**Task description**
A word-for-word restatement of the whole listing is the expected answer.

──────

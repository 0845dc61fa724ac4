// Copyright (c) 2025 TexasFortress.AI
// This Source Code Form is subject to the terms of the Mozilla Public
// License, v. 2.0. If a copy of the MPL was not distributed with this
// file, You can obtain one at http://mozilla.org/MPL/2.0/.

//! Single owned value aggregating every shared service and per-user task set
//! (Design Notes §9): construct services, spawn workers, hold `Arc`s
//! together, behind a plain struct rather than an HTTP-framework app state.

use std::sync::Arc;
use std::time::Duration;

use log::info;
use tokio::sync::broadcast;

use crate::attachments::AttachmentStore;
use crate::cache::HotCache;
use crate::config::Settings;
use crate::domain::{Category, Message, Source, UserConfig};
use crate::draft_uplink::DraftUplink;
use crate::error::BridgeError;
use crate::folder_mapper::FolderMapper;
use crate::imap::CloneableImapSessionFactory;
use crate::job_queue::JobQueueRegistry;
use crate::mutation::MutationExecutor;
use crate::read_path::ReadPath;
use crate::session_pool::SessionPool;
use crate::storage::Storage;
use crate::sync::{self, SyncOrchestrator};
use crate::worker::Worker;

const WORKERS_PER_USER: usize = 10;
const DRAFTS_FOLDER: &str = "Drafts";

pub struct Engine {
    pub storage: Arc<Storage>,
    pub cache: Arc<HotCache>,
    pub pool: Arc<SessionPool>,
    pub attachments: Arc<AttachmentStore>,
    pub queues: Arc<JobQueueRegistry>,
    pub mutations: Arc<MutationExecutor>,
    /// Flipped by dropping the sender; every spawned task holds a receiver
    /// and observes it at its next loop head (§5 "systemRunning").
    shutdown: broadcast::Sender<()>,
}

impl Engine {
    pub async fn new(settings: &Settings) -> Result<Self, BridgeError> {
        let storage = Arc::new(Storage::connect(&settings.storage.path).await?);
        let cache = Arc::new(HotCache::new());
        let pool = Arc::new(SessionPool::new(
            Duration::from_secs(25),
            Duration::from_secs(settings.worker.backoff_secs),
        ));
        let attachments_root =
            std::env::var("ATTACHMENTS_STORAGE_PATH").unwrap_or_else(|_| "attachments".to_string());
        let attachments = Arc::new(AttachmentStore::new(attachments_root));
        let queues = Arc::new(JobQueueRegistry::new());
        let mutations = Arc::new(MutationExecutor::new(
            storage.clone(),
            cache.clone(),
            pool.clone(),
            attachments.clone(),
        ));
        let (shutdown, _) = broadcast::channel(1);

        Ok(Self { storage, cache, pool, attachments, queues, mutations, shutdown })
    }

    /// Registers a user's remote credentials, then spawns their worker swarm,
    /// draft uplink, and periodic quick-sync timer (§4.6/§4.7/§4.10).
    pub async fn register_user(&self, cfg: &UserConfig) -> Result<(), BridgeError> {
        self.storage.upsert_user_config(cfg).await?;

        let factory = CloneableImapSessionFactory::for_credentials(
            cfg.remote_host.clone(),
            cfg.remote_port,
            cfg.remote_user.clone(),
            cfg.remote_pass.clone(),
        );
        self.pool.register_user(&cfg.user, factory);
        let queue = self.queues.register_user(&cfg.user);

        for _ in 0..WORKERS_PER_USER {
            let worker = Arc::new(Worker::new(
                cfg.user.clone(),
                self.pool.clone(),
                queue.clone(),
                self.storage.clone(),
                self.cache.clone(),
                self.attachments.clone(),
            ));
            tokio::spawn(worker.run(self.shutdown.subscribe()));
        }

        let uplink = Arc::new(DraftUplink::new(
            cfg.user.clone(),
            DRAFTS_FOLDER,
            self.pool.clone(),
            self.storage.clone(),
            self.cache.clone(),
            self.attachments.clone(),
        ));
        tokio::spawn(uplink.run(self.shutdown.subscribe()));

        let orchestrator = Arc::new(SyncOrchestrator::new(
            cfg.user.clone(),
            self.pool.clone(),
            self.storage.clone(),
            self.cache.clone(),
            queue,
        ));
        tokio::spawn(sync::run_periodic(
            orchestrator,
            self.cache.clone(),
            cfg.user.clone(),
            self.shutdown.subscribe(),
        ));

        info!("registered user {} ({} workers, draft uplink, sync timer)", cfg.user, WORKERS_PER_USER);
        Ok(())
    }

    /// Resolves one message, hydrating on demand and polling for the fresh
    /// row if only the envelope has synced so far (§4.11).
    pub async fn read_message(&self, user: &str, id: &str) -> Result<(Message, Source), BridgeError> {
        let read_path = ReadPath::new(self.storage.clone(), self.cache.clone(), self.queues.clone());
        read_path.read(user, id).await
    }

    /// Flips a message's read flag (§4.9).
    pub async fn set_read(&self, user: &str, id: &str, read: bool) -> Result<(), BridgeError> {
        self.mutations.set_read(user, id, read).await
    }

    /// Moves a message into the given canonical folder, resolving it to the
    /// server's real path first (§4.4/§4.9).
    pub async fn move_to_folder(
        &self,
        user: &str,
        id: &str,
        target_canonical_folder: &str,
    ) -> Result<(), BridgeError> {
        let target = self.resolve_folder(user, target_canonical_folder).await?;
        self.mutations.move_to_folder(user, id, &target).await
    }

    /// Reassigns a message's smart-tab category (§4.8/§4.9).
    pub async fn move_to_category(
        &self,
        user: &str,
        id: &str,
        category: Category,
    ) -> Result<(), BridgeError> {
        self.mutations.move_to_category(user, id, category).await
    }

    /// Deletes a message, resolving the canonical Trash folder for the
    /// non-permanent-delete case (§4.9).
    pub async fn delete(&self, user: &str, id: &str) -> Result<(), BridgeError> {
        let trash = self.resolve_folder(user, "Trash").await?;
        self.mutations.delete(user, id, &trash).await
    }

    /// Adds or removes a label from a message (§4.9).
    pub async fn set_label(
        &self,
        user: &str,
        id: &str,
        label: &str,
        present: bool,
    ) -> Result<(), BridgeError> {
        self.mutations.set_label(user, id, label, present).await
    }

    /// Sends a Drafts-folder message over SMTP submission, resolving the
    /// canonical Sent folder for the post-send append (§4.9).
    pub async fn send(&self, user: &str, id: &str) -> Result<(), BridgeError> {
        let sent = self.resolve_folder(user, "Sent").await?;
        self.mutations.send(user, id, &sent).await
    }

    /// Translates a canonical folder name (Inbox/Sent/Drafts/Trash/Spam) to
    /// its server path for the current folder listing (§4.4).
    async fn resolve_folder(&self, user: &str, canonical: &str) -> Result<String, BridgeError> {
        let folders = self
            .pool
            .with_session(user, |client| async move { client.list_folders_hierarchical().await })
            .await
            .map_err(|e| BridgeError::RemoteTransient(e.to_string()))?;
        let map = FolderMapper::new(&self.cache).resolve(user, &folders).await;
        map.get(canonical)
            .cloned()
            .ok_or_else(|| BridgeError::ValidationError(format!("no server folder maps to {}", canonical)))
    }

    /// Spawns the idle-ping background loop shared by every registered session (§4.3).
    pub fn spawn_idle_ping(&self) {
        tokio::spawn(self.pool.clone().idle_ping_loop());
    }

    /// Flips `systemRunning` false; every worker, draft uplink, and sync
    /// timer observes it at its next loop head and returns (§5).
    pub async fn shutdown(&self) {
        let _ = self.shutdown.send(());
        self.pool.disconnect_all().await;
    }
}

──────

**Output of the exercise**
repository 0845dc61fa724ac4
// Copyright (c) 2025 TexasFortress.AI
// This Source Code Form is subject to the terms of the Mozilla Public
// License, v. 2.0. If a copy of the MPL was not distributed with this
// file, You can obtain one at http://mozilla.org/MPL/2.0/.

//! Single owned value aggregating every shared service and per-user task set
//! (Design Notes §9): construct services, spawn workers, hold `Arc`s
//! together, behind a plain struct rather than an HTTP-framework app state.

use std::sync::Arc;
use std::time::Duration;

use log::info;
use tokio::sync::broadcast;

use crate::attachments::AttachmentStore;
use crate::cache::HotCache;
use crate::config::Settings;
use crate::domain::{Category, Message, Source, UserConfig};
use crate::draft_uplink::DraftUplink;
use crate::error::BridgeError;
use crate::folder_mapper::FolderMapper;
use crate::imap::CloneableImapSessionFactory;
use crate::job_queue::JobQueueRegistry;
use crate::mutation::MutationExecutor;
use crate::read_path::ReadPath;
use crate::session_pool::SessionPool;
use crate::storage::Storage;
use crate::sync::{self, SyncOrchestrator};
use crate::worker::Worker;

const WORKERS_PER_USER: usize = 10;
const DRAFTS_FOLDER: &str = "Drafts";

pub struct Engine {
    pub storage: Arc<Storage>,
    pub cache: Arc<HotCache>,
    pub pool: Arc<SessionPool>,
    pub attachments: Arc<AttachmentStore>,
    pub queues: Arc<JobQueueRegistry>,
    pub mutations: Arc<MutationExecutor>,
    /// Flipped by dropping the sender; every spawned task holds a receiver
    /// and observes it at its next loop head (§5 "systemRunning").
    shutdown: broadcast::Sender<()>,
}

impl Engine {
    pub async fn new(settings: &Settings) -> Result<Self, BridgeError> {
        let storage = Arc::new(Storage::connect(&settings.storage.path).await?);
        let cache = Arc::new(HotCache::new());
        let pool = Arc::new(SessionPool::new(
            Duration::from_secs(25),
            Duration::from_secs(settings.worker.backoff_secs),
        ));
        let attachments_root =
            std::env::var("ATTACHMENTS_STORAGE_PATH").unwrap_or_else(|_| "attachments".to_string());
        let attachments = Arc::new(AttachmentStore::new(attachments_root));
        let queues = Arc::new(JobQueueRegistry::new());
        let mutations = Arc::new(MutationExecutor::new(
            storage.clone(),
            cache.clone(),
            pool.clone(),
            attachments.clone(),
        ));
        let (shutdown, _) = broadcast::channel(1);

        Ok(Self { storage, cache, pool, attachments, queues, mutations, shutdown })
    }

    /// Registers a user's remote credentials, then spawns their worker swarm,
    /// draft uplink, and periodic quick-sync timer (§4.6/§4.7/§4.10).
    pub async fn register_user(&self, cfg: &UserConfig) -> Result<(), BridgeError> {
        self.storage.upsert_user_config(cfg).await?;

        let factory = CloneableImapSessionFactory::for_credentials(
            cfg.remote_host.clone(),
            cfg.remote_port,
            cfg.remote_user.clone(),
            cfg.remote_pass.clone(),
        );
        self.pool.register_user(&cfg.user, factory);
        let queue = self.queues.register_user(&cfg.user);

        for _ in 0..WORKERS_PER_USER {
            let worker = Arc::new(Worker::new(
                cfg.user.clone(),
                self.pool.clone(),
                queue.clone(),
                self.storage.clone(),
                self.cache.clone(),
                self.attachments.clone(),
            ));
            tokio::spawn(worker.run(self.shutdown.subscribe()));
        }

        let uplink = Arc::new(DraftUplink::new(
            cfg.user.clone(),
            DRAFTS_FOLDER,
            self.pool.clone(),
            self.storage.clone(),
            self.cache.clone(),
            self.attachments.clone(),
        ));
        tokio::spawn(uplink.run(self.shutdown.subscribe()));

        let orchestrator = Arc::new(SyncOrchestrator::new(
            cfg.user.clone(),
            self.pool.clone(),
            self.storage.clone(),
            self.cache.clone(),
            queue,
        ));
        tokio::spawn(sync::run_periodic(
            orchestrator,
            self.cache.clone(),
            cfg.user.clone(),
            self.shutdown.subscribe(),
        ));

        info!("registered user {} ({} workers, draft uplink, sync timer)", cfg.user, WORKERS_PER_USER);
        Ok(())
    }

    /// Resolves one message, hydrating on demand and polling for the fresh
    /// row if only the envelope has synced so far (§4.11).
    pub async fn read_message(&self, user: &str, id: &str) -> Result<(Message, Source), BridgeError> {
        let read_path = ReadPath::new(self.storage.clone(), self.cache.clone(), self.queues.clone());
        read_path.read(user, id).await
    }

    /// Flips a message's read flag (§4.9).
    pub async fn set_read(&self, user: &str, id: &str, read: bool) -> Result<(), BridgeError> {
        self.mutations.set_read(user, id, read).await
    }

    /// Moves a message into the given canonical folder, resolving it to the
    /// server's real path first (§4.4/§4.9).
    pub async fn move_to_folder(
        &self,
        user: &str,
        id: &str,
        target_canonical_folder: &str,
    ) -> Result<(), BridgeError> {
        let target = self.resolve_folder(user, target_canonical_folder).await?;
        self.mutations.move_to_folder(user, id, &target).await
    }

    /// Reassigns a message's smart-tab category (§4.8/§4.9).
    pub async fn move_to_category(
        &self,
        user: &str,
        id: &str,
        category: Category,
    ) -> Result<(), BridgeError> {
        self.mutations.move_to_category(user, id, category).await
    }

    /// Deletes a message, resolving the canonical Trash folder for the
    /// non-permanent-delete case (§4.9).
    pub async fn delete(&self, user: &str, id: &str) -> Result<(), BridgeError> {
        let trash = self.resolve_folder(user, "Trash").await?;
        self.mutations.delete(user, id, &trash).await
    }

    /// Adds or removes a label from a message (§4.9).
    pub async fn set_label(
        &self,
        user: &str,
        id: &str,
        label: &str,
        present: bool,
    ) -> Result<(), BridgeError> {
        self.mutations.set_label(user, id, label, present).await
    }

    /// Sends a Drafts-folder message over SMTP submission, resolving the
    /// canonical Sent folder for the post-send append (§4.9).
    pub async fn send(&self, user: &str, id: &str) -> Result<(), BridgeError> {
        let sent = self.resolve_folder(user, "Sent").await?;
        self.mutations.send(user, id, &sent).await
    }

    /// Translates a canonical folder name (Inbox/Sent/Drafts/Trash/Spam) to
    /// its server path for the current folder listing (§4.4).
    async fn resolve_folder(&self, user: &str, canonical: &str) -> Result<String, BridgeError> {
        let folders = self
            .pool
            .with_session(user, |client| async move { client.list_folders_hierarchical().await })
            .await
            .map_err(|e| BridgeError::RemoteTransient(e.to_string()))?;
        let map = FolderMapper::new(&self.cache).resolve(user, &folders).await;
        map.get(canonical)
            .cloned()
            .ok_or_else(|| BridgeError::ValidationError(format!("no server folder maps to {}", canonical)))
    }

    /// Spawns the idle-ping background loop shared by every registered session (§4.3).
    pub fn spawn_idle_ping(&self) {
        tokio::spawn(self.pool.clone().idle_ping_loop());
    }

    /// Flips `systemRunning` false; every worker, draft uplink, and sync
    /// timer observes it at its next loop head and returns (§5).
    pub async fn shutdown(&self) {
        let _ = self.shutdown.send(());
        self.pool.disconnect_all().await;
    }
}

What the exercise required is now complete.